掛軸作品には、書や風景、人物以外にも、さまざまな生き物が描かれた作品も多く存在します。
なかでも、虎や龍が睨みをきかせた迫力のある掛軸が、印象に残っている人もいるでしょう。
それぞれの生き物自体にも意味がありますが、睨みをきかせているシチュエーションにも意味が込められているのです。
虎や龍がギロリと見つめる…八方睨みの掛軸
虎や龍が強い目つきでこちらを睨んでいるような掛軸を、目にしたことがある人もいるでしょう。
迫力のある絵のため、少し怖いと感じることもあるのではないでしょうか。
しかし、八方睨みをきかせた掛軸の作品は、いわゆる魔除けの意味があるため、自宅に飾っておきたいものです。
睨みによって家を守護してくれていると考えると、「怖い」というイメージから見方が変わるかもしれません。
厄除け・魔除けの八方睨み
八方睨みとは、四方八方へ目をやり、睨みをきかせることを意味しています。
また、絵や画像において、どの角度から見ても目がこちらを睨んでいるように見える様子を表した言葉です。
八方睨みをきかせた虎や龍の掛軸作品は、災いが近づかないように外敵を睨んで追い払うとして、厄除けや魔除けの意味があるとされています。
虎は「一日にして千里を行き、千里を帰る」といわれるほど、強い生命力を保持しており、あらゆる厄災を追い払い、家運隆盛を導くとされる生き物です。
また、龍は地球の守り神のような存在で、天地を飛び回り流れを起こしているとされています。
龍が天に昇る姿が成功と象徴を表しているとして、仕事運や金運アップ、勝負ごとに勝つなどのご利益の意味が込められています。
虎も龍も大きなご利益をもたらしてくれる生き物とされており、その絵に八方睨みをさせることで、厄払いまでもできると期待されているのです。
八方睨みの虎や龍の作品
八方睨みをきかせた虎や龍の掛軸は、さまざまな有名絵師によって描かれています。
円山応挙や三尾呉石らは虎の絵を、狩野探幽は、龍の絵を描いています。
『遊虎図』(円山応挙)
円山応挙は、円山派の祖であり、江戸時代後期に活躍した天才絵師です。
掛軸作家としても有名ですが、香川県にある金毘羅宮の襖絵である『遊虎図』も有名作品の一つ。
当時の日本には虎がいなかったため、輸入された虎の毛皮から姿や形を想像して描かれたといわれています。顔が小さく、目がぎょろっと大きく描かれているのが特徴です。

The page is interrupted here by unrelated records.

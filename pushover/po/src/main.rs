#![deny(
    missing_docs,
    missing_debug_implementations,
    missing_copy_implementations,
    trivial_casts,
    trivial_numeric_casts,
    unsafe_code,
    unstable_features,
    unused_import_braces,
    unused_qualifications
)]

//! po is a command line application based on Pushover API.
//!
//! If Pushover API token / key is "token" and user key is "user",
//!
//! ```
//! $ po -t token send -u user -m message
//! ```
//!
//! Or you can set environment variables instead,
//!
//! ```
//! $ export PUSHOVER_TOKEN=token
//! $ export PUSHOVER_USER=user
//! $ echo message | po send
//! ```
//!
//! Emergency messages return a receipt, which can be checked or cancelled,
//!
//! ```
//! $ po send -m "disk full" --priority emergency --retry 60 --expire 3600
//! $ po receipt <receipt>
//! $ po cancel <receipt>
//! ```
//!
//! For more information,
//!
//! ```
//! $ po -h
//! ```

use anyhow::bail;
use clap::{Args, Parser, Subcommand};
use log::{debug, Level};
use logging_timer::{finish, stimer};

use pushover::{Client, Message, Priority};

#[doc(hidden)]
#[derive(Debug, Parser)]
#[command(about, author, version)]
struct Opts {
    /// Your application's API token. <https://pushover.net/api#identifiers>
    #[arg(short, long, env = "PUSHOVER_TOKEN")]
    token: String,
    /// Verbose.
    #[arg(short, long)]
    verbose: bool,
    #[command(subcommand)]
    command: Command,
}

#[doc(hidden)]
#[derive(Debug, Subcommand)]
enum Command {
    /// Send a message, read from standard input when --message is omitted.
    Send(SendOpts),
    /// List notification sounds. <https://pushover.net/api#sounds>
    Sounds,
    /// Validate a user or group key. <https://pushover.net/api#validate>
    Validate {
        /// The user / group key to validate.
        #[arg(short, long, env = "PUSHOVER_USER")]
        user: String,
        /// Also validate this device name.
        #[arg(long)]
        device: Option<String>,
    },
    /// Check the receipt of an emergency message. <https://pushover.net/api/receipts>
    Receipt {
        /// Receipt returned when the emergency message was sent.
        receipt: String,
    },
    /// Stop retrying an emergency message. <https://pushover.net/api/receipts#cancel>
    Cancel {
        /// Receipt returned when the emergency message was sent.
        receipt: String,
    },
}

#[doc(hidden)]
#[derive(Debug, Args)]
struct SendOpts {
    /// The user / group key (not e-mail address) of your user (or you). <https://pushover.net/api#identifiers>
    #[arg(short, long, env = "PUSHOVER_USER")]
    user: String,
    /// Your message. <https://pushover.net/api#messages>
    #[arg(short, long)]
    message: Option<String>,
    /// To enable HTML formatting. monospace may not be used if html is used, and vice versa. <https://pushover.net/api#html>
    #[arg(long)]
    html: bool,
    /// To enable monospace messages. monospace may not be used if html is used, and vice versa. <https://pushover.net/api#html>
    #[arg(long)]
    monospace: bool,
    /// Your user's device name to send the message directly to that device, rather than all of the user's devices. <https://pushover.net/api#identifiers>
    #[arg(long)]
    device: Option<String>,
    /// Your message's title, otherwise your app's name is used. <https://pushover.net/api#messages>
    #[arg(long)]
    title: Option<String>,
    /// A Unix timestamp of your message's date and time to display to the user, rather than the time your message is received by our API. <https://pushover.net/api#timestamp>
    #[arg(long)]
    timestamp: Option<u64>,
    /// Messages may be sent with a different priority that affects how the message is presented to the user
    /// e.g. -2, -1, 0, 1, 2, lowest, low, normal, high, emergency. <https://pushover.net/api#priority>
    #[arg(long, allow_hyphen_values = true)]
    priority: Option<Priority>,
    /// Seconds between retries of an emergency message, at least 30.
    #[arg(long)]
    retry: Option<u32>,
    /// Seconds an emergency message keeps being retried, at most 10800.
    #[arg(long)]
    expire: Option<u32>,
    /// Name of a sound to play, see `po sounds`. <https://pushover.net/api#sounds>
    #[arg(long)]
    sound: Option<String>,
    /// A supplementary URL to show with your message. <https://pushover.net/api#urls>
    #[arg(long)]
    url: Option<String>,
    /// A title for your supplementary URL, otherwise just the URL is shown. <https://pushover.net/api#urls>
    #[arg(long)]
    url_title: Option<String>,
}

impl SendOpts {
    fn to_message<'a>(&'a self, body: &'a str) -> Message<'a> {
        let mut message = Message::new(self.user.as_str(), body);
        message.device = self.device.as_deref();
        message.title = self.title.as_deref();
        message.timestamp = self.timestamp;
        message.priority = self.priority;
        message.retry = self.retry;
        message.expire = self.expire;
        message.sound = self.sound.as_deref();
        message.url = self.url.as_deref();
        message.url_title = self.url_title.as_deref();
        message.html = self.html;
        message.monospace = self.monospace;
        message
    }
}

fn read_message(opts: &SendOpts) -> anyhow::Result<String> {
    use std::io::Read as _;

    if let Some(ref m) = opts.message {
        return Ok(m.clone());
    }
    if atty::is(atty::Stream::Stdin) {
        bail!("message is required, pass --message or pipe it through standard input");
    }
    debug!("read message from standard input");
    let mut buf = String::new();
    std::io::stdin().read_to_string(&mut buf)?;
    Ok(buf.trim_end().to_string())
}

#[doc(hidden)]
fn main() -> anyhow::Result<()> {
    pretty_env_logger::init();

    let opts: Opts = Opts::parse();
    let client = Client::new(&opts.token);

    match opts.command {
        Command::Send(ref send) => {
            let body = read_message(send)?;
            let message = send.to_message(&body);

            let tmr = stimer!(Level::Debug; "SEND");
            let res = client.send_message(&message)?;
            finish!(tmr);

            if let Some(receipt) = res.receipt.as_deref() {
                println!("{receipt}");
            }
            if opts.verbose {
                println!("{res:?}");
            }
        }
        Command::Sounds => {
            let tmr = stimer!(Level::Debug; "SOUNDS");
            let sounds = client.get_sounds()?;
            finish!(tmr);

            for (name, description) in sounds {
                println!("{name}\t{description}");
            }
        }
        Command::Validate {
            ref user,
            ref device,
        } => {
            let tmr = stimer!(Level::Debug; "VALIDATE");
            let res = client.validate(user, device.as_deref())?;
            finish!(tmr);

            if res.is_group {
                println!("group");
            } else {
                println!("user: {}", res.devices.join(", "));
            }
            if opts.verbose {
                println!("{res:?}");
            }
        }
        Command::Receipt { ref receipt } => {
            let tmr = stimer!(Level::Debug; "RECEIPT");
            let res = client.check_receipt(receipt)?;
            finish!(tmr);

            if res.acknowledged {
                println!(
                    "acknowledged by {} on {} at {}",
                    res.acknowledged_by, res.acknowledged_by_device, res.acknowledged_at
                );
            } else if res.expired {
                println!("expired at {}", res.expires_at);
            } else {
                println!("pending, expires at {}", res.expires_at);
            }
            if opts.verbose {
                println!("{res:?}");
            }
        }
        Command::Cancel { ref receipt } => {
            let tmr = stimer!(Level::Debug; "CANCEL");
            let res = client.cancel_receipt(receipt)?;
            finish!(tmr);

            if opts.verbose {
                println!("{res:?}");
            }
        }
    }
    Ok(())
}
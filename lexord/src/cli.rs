//! CLI argument definitions using clap.

use clap::Parser;
use eyre::Result;
use std::path::PathBuf;

#[derive(Debug, Parser)]
#[command(name = "lexord")]
#[command(about = "Re-encode phonetic dictionary readings into canonical ordinal keys")]
#[command(version)]
pub struct Cli {
    /// Input dictionary file (stdin when omitted)
    pub input: Option<PathBuf>,

    /// Output file (stdout when omitted)
    #[arg(short, long)]
    pub output: Option<PathBuf>,
}

/// Execute CLI command - separated for testing.
pub fn run_cli(cli: Cli) -> Result<()> {
    tracing::debug!(?cli, "parsed arguments");

    crate::encode::execute(cli.try_into()?)
}
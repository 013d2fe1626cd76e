//! Pipeline driver: classify, re-encode and emit dictionary records.

use std::io::{BufRead, Write};

use crate::codec::SyllableCodec;
use crate::error::{Error, Result};
use crate::record::{self, Line, Record};
use crate::score;
use crate::segment;

/// Line counts from one pipeline run.
#[derive(Clone, Copy, Debug, Default, PartialEq, Eq)]
pub struct RunStats {
    /// Records written to the output
    pub emitted: u64,
    /// Blank and comment lines that produced no output
    pub skipped: u64,
}

/// Stateless per-record transformation pipeline over a syllable codec.
///
/// Each line is fully read, classified, transformed and written before the
/// next line is touched; nothing is carried across records.
pub struct Pipeline<C> {
    codec: C,
}

impl<C: SyllableCodec> Pipeline<C> {
    /// Create a pipeline over the given codec.
    pub fn new(codec: C) -> Self {
        Self { codec }
    }

    /// Re-encode a composed reading into its canonical ordinal form.
    ///
    /// Each syllable is encoded, decoded back and compared against the
    /// original before its ordinal is appended; a mismatch aborts the record
    /// with [`Error::RoundTrip`]. The output reading is the flat
    /// concatenation of the per-syllable ordinals, with no separators —
    /// the codec's fixed-width alphabet keeps it self-delimiting.
    pub fn reencode_reading(&self, reading: &str) -> Result<String> {
        let mut encoded = String::new();
        for composed in segment::segment(reading)? {
            let ordinal = self.codec.encode(composed)?;
            let decoded = self.codec.decode(&ordinal)?;
            if decoded != composed {
                return Err(Error::RoundTrip {
                    composed: composed.to_string(),
                    decoded,
                });
            }
            encoded.push_str(&ordinal);
        }
        Ok(encoded)
    }

    /// Transform one raw line into its output line, if any.
    ///
    /// Returns `None` for blank and comment lines, `Some` for emitted
    /// records.
    pub fn process_line(&self, line: &str) -> Result<Option<String>> {
        match record::classify(line)? {
            Line::Skip => Ok(None),
            Line::PassThrough(record) => self.emit(record.reading, record).map(Some),
            Line::Phonetic(record) => {
                let reading = self.reencode_reading(record.reading)?;
                self.emit(&reading, record).map(Some)
            }
        }
    }

    fn emit(&self, reading: &str, record: Record<'_>) -> Result<String> {
        let score = score::normalize(record.score)?;
        Ok(format!("{reading} {} {score}", record.value))
    }

    /// Drive a whole record stream, one output line per emitted record.
    ///
    /// Lines are processed strictly in input order with no lookahead. The
    /// first error aborts the run; lines already written stay valid.
    pub fn run<R: BufRead, W: Write>(&self, reader: R, mut writer: W) -> Result<RunStats> {
        let mut stats = RunStats::default();
        for line in reader.lines() {
            let line = line?;
            match self.process_line(&line)? {
                Some(output) => {
                    writeln!(writer, "{output}")?;
                    stats.emitted += 1;
                }
                None => stats.skipped += 1,
            }
        }

        tracing::debug!(
            emitted = stats.emitted,
            skipped = stats.skipped,
            "record stream drained"
        );

        Ok(stats)
    }
}
//! Integration tests for the lexord CLI.

use clap::Parser;
use lexord::cli::{Cli, run_cli};
use std::path::PathBuf;

fn temp_dir(name: &str) -> PathBuf {
    let dir = std::env::temp_dir().join("lexord-test").join(name);

    // Clean up previous test run
    if dir.exists() {
        std::fs::remove_dir_all(&dir).ok();
    }
    std::fs::create_dir_all(&dir).expect("failed to create temp dir");

    dir
}

#[test]
fn reencodes_dictionary_file() {
    let dir = temp_dir("reencode");
    let input = dir.join("dictionary.txt");
    let output = dir.join("dictionary.sorted.txt");

    std::fs::write(
        &input,
        "# format org.openvanilla.mcbopomofo.sorted\n\
         \n\
         ㄅㄛ-ㄆㄛ 玻珀 -3.14159\n\
         _punctuation_list _ 0.0\n\
         ㄇㄚˇ 馬 -4.5\n",
    )
    .expect("failed to write input");

    let cli = Cli::parse_from([
        "lexord",
        input.to_str().unwrap(),
        "-o",
        output.to_str().unwrap(),
    ]);

    run_cli(cli).expect("failed to re-encode dictionary");

    let written = std::fs::read_to_string(&output).expect("output file not written");
    assert_eq!(
        written,
        "C2D2 玻珀 -3.142\n\
         _punctuation_list _ 0\n\
         KP 馬 -4.5\n"
    );
}

#[test]
fn malformed_reading_fails_the_run() {
    let dir = temp_dir("malformed");
    let input = dir.join("dictionary.txt");
    let output = dir.join("dictionary.sorted.txt");

    std::fs::write(&input, "ㄅㄛ--ㄆㄛ 玻珀 -3.5\n").expect("failed to write input");

    let cli = Cli::parse_from([
        "lexord",
        input.to_str().unwrap(),
        "-o",
        output.to_str().unwrap(),
    ]);

    assert!(run_cli(cli).is_err());
}

#[test]
fn missing_input_reports_path_context() {
    let dir = temp_dir("missing");
    let input = dir.join("no-such-file.txt");

    let cli = Cli::parse_from(["lexord", input.to_str().unwrap()]);

    let err = run_cli(cli).expect_err("expected missing input to fail");
    assert!(format!("{err}").contains("no-such-file.txt"));
}
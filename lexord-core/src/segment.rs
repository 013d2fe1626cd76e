//! Reading segmentation into composed syllables.

use crate::error::{Result, SegmentError};

/// Separator between syllables in a composed reading.
pub const SYLLABLE_SEPARATOR: char = '-';

/// Split a composed reading into its ordered, non-empty syllable components.
///
/// A reading without a separator is a single one-syllable sequence. Empty
/// components from adjacent, leading or trailing separators are malformed
/// input and never silently skipped.
pub fn segment(reading: &str) -> Result<Vec<&str>, SegmentError> {
    reading
        .split(SYLLABLE_SEPARATOR)
        .enumerate()
        .map(|(index, component)| {
            if component.is_empty() {
                Err(SegmentError::EmptySyllable {
                    reading: reading.to_string(),
                    index,
                })
            } else {
                Ok(component)
            }
        })
        .collect()
}
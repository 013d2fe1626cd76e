//! `SyllableCodec` implementation over the Bopomofo character table.

use lexord_core::codec::SyllableCodec;
use lexord_core::error::{CodecError, Result};

use crate::syllable::Syllable;

/// Bopomofo syllable codec producing two-character absolute-order ordinals.
#[derive(Clone, Copy, Debug, Default)]
pub struct BopomofoCodec;

impl SyllableCodec for BopomofoCodec {
    fn encode(&self, composed: &str) -> Result<String, CodecError> {
        Ok(Syllable::from_composed(composed)?.absolute_order_string())
    }

    fn decode(&self, ordinal: &str) -> Result<String, CodecError> {
        Ok(Syllable::from_absolute_order_string(ordinal)?.composed())
    }
}

#[cfg(test)]
mod tests {
    use super::*;

    #[test]
    fn encodes_known_vectors() {
        let codec = BopomofoCodec;

        assert_eq!(codec.encode("ㄅㄛ").unwrap(), "C2");
        assert_eq!(codec.encode("ㄆㄛ").unwrap(), "D2");
        assert_eq!(codec.encode("ㄇㄚˇ").unwrap(), "KP");
    }

    #[test]
    fn decodes_known_vectors() {
        let codec = BopomofoCodec;

        assert_eq!(codec.decode("C2").unwrap(), "ㄅㄛ");
        assert_eq!(codec.decode("D2").unwrap(), "ㄆㄛ");
        assert_eq!(codec.decode("KP").unwrap(), "ㄇㄚˇ");
    }

    #[test]
    fn round_trips_composed_syllables() {
        let codec = BopomofoCodec;

        for text in ["ㄓㄨㄥ", "ㄨㄣˊ", "ㄦ", "ㄌㄩˋ", "ㄙ", "ㄇㄚ˙"] {
            let ordinal = codec.encode(text).unwrap();
            assert_eq!(codec.decode(&ordinal).unwrap(), text, "round trip of {text}");
        }
    }

    #[test]
    fn rejects_non_bopomofo_text() {
        let codec = BopomofoCodec;

        assert!(matches!(
            codec.encode("latin"),
            Err(CodecError::UnknownSyllable(_))
        ));
    }

    #[test]
    fn rejects_malformed_ordinals() {
        let codec = BopomofoCodec;

        assert!(matches!(
            codec.decode("!"),
            Err(CodecError::MalformedOrdinal(_))
        ));
    }
}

円山応挙は、八方睨みの虎の絵以外にも、多くの虎や動物たちの絵を描いていて、特に、かわいらしい犬の絵を描くことでも有名です。
『水辺猛虎』『獣王』(三尾呉石)
狩野探幽とは、江戸時代初期に活躍した江戸狩野派の絵師です。
狩野派は、日本絵画史上最大の流派といわれており、室町時代後期から江戸時代末期までの約400年間にわたって権力者の御用絵師として活躍しました。
狩野探幽は、やまと絵や写生、古画などさまざまなジャンルの絵を研究し、画力を高めていました。
京都の妙心寺法堂の天井には、狩野探幽が描いた龍が、睨みをきかせています。
天井一面に描かれ迫力のあるこの『雲龍図』は、狩野探幽が55歳のときに描き、スケールや迫力が大きく京都随一の天井龍との呼び声が高い作品です。
僧侶たちの修行の様子を見守る仏法の守護神として、天井から様子を見ているとされています。
八方睨みの掛軸は、災難を遠ざけ開運を導く
八方睨みをきかせた虎や龍などの迫力ある掛軸は、災難を遠ざけ良い運気を導くとして古くから重宝されています。
さまざまな有名作家が描いた虎や龍の作品は、現地での鑑賞が可能です。
また、開運のために床の間へ掛軸として掛けられることも多くあります。
自宅に虎や龍の掛軸を飾り、家に運気が流れるようにしてみてはいかがでしょうか。